--- Provided material Enclosed Below ---

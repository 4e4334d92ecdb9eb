//! Job domain types

use chrono::{DateTime, Utc};
use serde::{Deserialize, Serialize};

/// A unit of dispatchable work created from a CI trigger event
///
/// Jobs live in the controller's queue for the lifetime of the process.
/// `runner_id` is set while the job is assigned to a runner and kept after
/// completion for reporting.
#[derive(Debug, Clone, PartialEq, Serialize, Deserialize)]
pub struct Job {
    pub id: String,
    pub action: String,
    pub repo_owner: String,
    pub repo_name: String,
    pub job_name: String,
    pub status: JobStatus,
    #[serde(default)]
    pub outcome: Option<JobOutcome>,
    #[serde(default)]
    pub runner_id: Option<String>,
    pub created_at: DateTime<Utc>,
    #[serde(default)]
    pub dispatched_at: Option<DateTime<Utc>>,
    #[serde(default)]
    pub completed_at: Option<DateTime<Utc>>,
    #[serde(default)]
    pub dispatch_attempts: u32,
}

impl Job {
    /// Creates a queued job
    pub fn new(
        id: impl Into<String>,
        action: impl Into<String>,
        repo_owner: impl Into<String>,
        repo_name: impl Into<String>,
        job_name: impl Into<String>,
    ) -> Self {
        Self {
            id: id.into(),
            action: action.into(),
            repo_owner: repo_owner.into(),
            repo_name: repo_name.into(),
            job_name: job_name.into(),
            status: JobStatus::Queued,
            outcome: None,
            runner_id: None,
            created_at: Utc::now(),
            dispatched_at: None,
            completed_at: None,
            dispatch_attempts: 0,
        }
    }

    /// `owner/name` of the originating repository
    pub fn repository(&self) -> String {
        format!("{}/{}", self.repo_owner, self.repo_name)
    }

    /// Time between the last dispatch and completion
    pub fn run_time(&self) -> Option<chrono::Duration> {
        Some(self.completed_at? - self.dispatched_at?)
    }
}

/// Job lifecycle status
///
/// Ordered: `Queued < Dispatched < Running < Done`. Status only moves
/// forward, except for a failed or expired dispatch which returns the job
/// from `Dispatched` to `Queued`.
#[derive(Debug, Clone, Copy, PartialEq, Eq, PartialOrd, Ord, Hash, Serialize, Deserialize)]
#[serde(rename_all = "lowercase")]
pub enum JobStatus {
    /// Waiting for an idle runner
    Queued,

    /// Sent (or being sent) to a runner, not yet acknowledged
    Dispatched,

    /// The runner reported that it started executing the job
    Running,

    /// Terminal; see `Job::outcome` for the verdict
    Done,
}

impl JobStatus {
    /// Whether a runner is (or may be) working on the job
    pub fn is_active(self) -> bool {
        matches!(self, JobStatus::Dispatched | JobStatus::Running)
    }

    pub fn is_terminal(self) -> bool {
        self == JobStatus::Done
    }

    /// Whether moving from `self` to `next` keeps the status monotonic
    pub fn can_advance_to(self, next: JobStatus) -> bool {
        next > self
    }
}

impl std::fmt::Display for JobStatus {
    fn fmt(&self, f: &mut std::fmt::Formatter<'_>) -> std::fmt::Result {
        match self {
            JobStatus::Queued => write!(f, "queued"),
            JobStatus::Dispatched => write!(f, "dispatched"),
            JobStatus::Running => write!(f, "running"),
            JobStatus::Done => write!(f, "done"),
        }
    }
}

/// Verdict of a finished job
#[derive(Debug, Clone, Copy, PartialEq, Eq, Hash, Serialize, Deserialize)]
#[serde(rename_all = "lowercase")]
pub enum JobOutcome {
    Success,
    Failed,
}

impl std::fmt::Display for JobOutcome {
    fn fmt(&self, f: &mut std::fmt::Formatter<'_>) -> std::fmt::Result {
        match self {
            JobOutcome::Success => write!(f, "success"),
            JobOutcome::Failed => write!(f, "failed"),
        }
    }
}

--- End of Enclosed Provided material ---

Could you give the records again, exactly as they appear?

▶ **Exercise solution**
repository 4e4334d92ecdb9eb
//! Job domain types

use chrono::{DateTime, Utc};
use serde::{Deserialize, Serialize};

/// A unit of dispatchable work created from a CI trigger event
///
/// Jobs live in the controller's queue for the lifetime of the process.
/// `runner_id` is set while the job is assigned to a runner and kept after
/// completion for reporting.
#[derive(Debug, Clone, PartialEq, Serialize, Deserialize)]
pub struct Job {
    pub id: String,
    pub action: String,
    pub repo_owner: String,
    pub repo_name: String,
    pub job_name: String,
    pub status: JobStatus,
    #[serde(default)]
    pub outcome: Option<JobOutcome>,
    #[serde(default)]
    pub runner_id: Option<String>,
    pub created_at: DateTime<Utc>,
    #[serde(default)]
    pub dispatched_at: Option<DateTime<Utc>>,
    #[serde(default)]
    pub completed_at: Option<DateTime<Utc>>,
    #[serde(default)]
    pub dispatch_attempts: u32,
}

impl Job {
    /// Creates a queued job
    pub fn new(
        id: impl Into<String>,
        action: impl Into<String>,
        repo_owner: impl Into<String>,
        repo_name: impl Into<String>,
        job_name: impl Into<String>,
    ) -> Self {
        Self {
            id: id.into(),
            action: action.into(),
            repo_owner: repo_owner.into(),
            repo_name: repo_name.into(),
            job_name: job_name.into(),
            status: JobStatus::Queued,
            outcome: None,
            runner_id: None,
            created_at: Utc::now(),
            dispatched_at: None,
            completed_at: None,
            dispatch_attempts: 0,
        }
    }

    /// `owner/name` of the originating repository
    pub fn repository(&self) -> String {
        format!("{}/{}", self.repo_owner, self.repo_name)
    }

    /// Time between the last dispatch and completion
    pub fn run_time(&self) -> Option<chrono::Duration> {
        Some(self.completed_at? - self.dispatched_at?)
    }
}

/// Job lifecycle status
///
/// Ordered: `Queued < Dispatched < Running < Done`. Status only moves
/// forward, except for a failed or expired dispatch which returns the job
/// from `Dispatched` to `Queued`.
#[derive(Debug, Clone, Copy, PartialEq, Eq, PartialOrd, Ord, Hash, Serialize, Deserialize)]
#[serde(rename_all = "lowercase")]
pub enum JobStatus {
    /// Waiting for an idle runner
    Queued,

    /// Sent (or being sent) to a runner, not yet acknowledged
    Dispatched,

    /// The runner reported that it started executing the job
    Running,

    /// Terminal; see `Job::outcome` for the verdict
    Done,
}

impl JobStatus {
    /// Whether a runner is (or may be) working on the job
    pub fn is_active(self) -> bool {
        matches!(self, JobStatus::Dispatched | JobStatus::Running)
    }

    pub fn is_terminal(self) -> bool {
        self == JobStatus::Done
    }

    /// Whether moving from `self` to `next` keeps the status monotonic
    pub fn can_advance_to(self, next: JobStatus) -> bool {
        next > self
    }
}

impl std::fmt::Display for JobStatus {
    fn fmt(&self, f: &mut std::fmt::Formatter<'_>) -> std::fmt::Result {
        match self {
            JobStatus::Queued => write!(f, "queued"),
            JobStatus::Dispatched => write!(f, "dispatched"),
            JobStatus::Running => write!(f, "running"),
            JobStatus::Done => write!(f, "done"),
        }
    }
}

/// Verdict of a finished job
#[derive(Debug, Clone, Copy, PartialEq, Eq, Hash, Serialize, Deserialize)]
#[serde(rename_all = "lowercase")]
pub enum JobOutcome {
    Success,
    Failed,
}

impl std::fmt::Display for JobOutcome {
    fn fmt(&self, f: &mut std::fmt::Formatter<'_>) -> std::fmt::Result {
        match self {
            JobOutcome::Success => write!(f, "success"),
            JobOutcome::Failed => write!(f, "failed"),
        }
    }
}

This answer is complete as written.